Materials provided:

========================================

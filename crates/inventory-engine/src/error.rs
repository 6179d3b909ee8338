use error_types::ServiceError;

pub(crate) fn to_service_error(err: store::StoreError) -> ServiceError {
    match err {
        store::StoreError::NotFound(id) => ServiceError::NotFound {
            resource: "reservation",
            id: id.to_string(),
        },
        store::StoreError::NotFoundByIntentId(intent_id) => ServiceError::NotFound {
            resource: "reservation",
            id: intent_id,
        },
        store::StoreError::Conflict(id) => ServiceError::Conflict {
            message: format!("conflicting write on {id}"),
        },
        store::StoreError::DatabaseError(e) => ServiceError::from(e),
        store::StoreError::SerializationError(e) => ServiceError::fatal(e.to_string()),
    }
}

========================================

Task brief:
Transcribe the entire listing above.

Task result:
filename crates/inventory-engine/src/error.rs
repository 6179d3b909ee8338
use error_types::ServiceError;

pub(crate) fn to_service_error(err: store::StoreError) -> ServiceError {
    match err {
        store::StoreError::NotFound(id) => ServiceError::NotFound {
            resource: "reservation",
            id: id.to_string(),
        },
        store::StoreError::NotFoundByIntentId(intent_id) => ServiceError::NotFound {
            resource: "reservation",
            id: intent_id,
        },
        store::StoreError::Conflict(id) => ServiceError::Conflict {
            message: format!("conflicting write on {id}"),
        },
        store::StoreError::DatabaseError(e) => ServiceError::from(e),
        store::StoreError::SerializationError(e) => ServiceError::fatal(e.to_string()),
    }
}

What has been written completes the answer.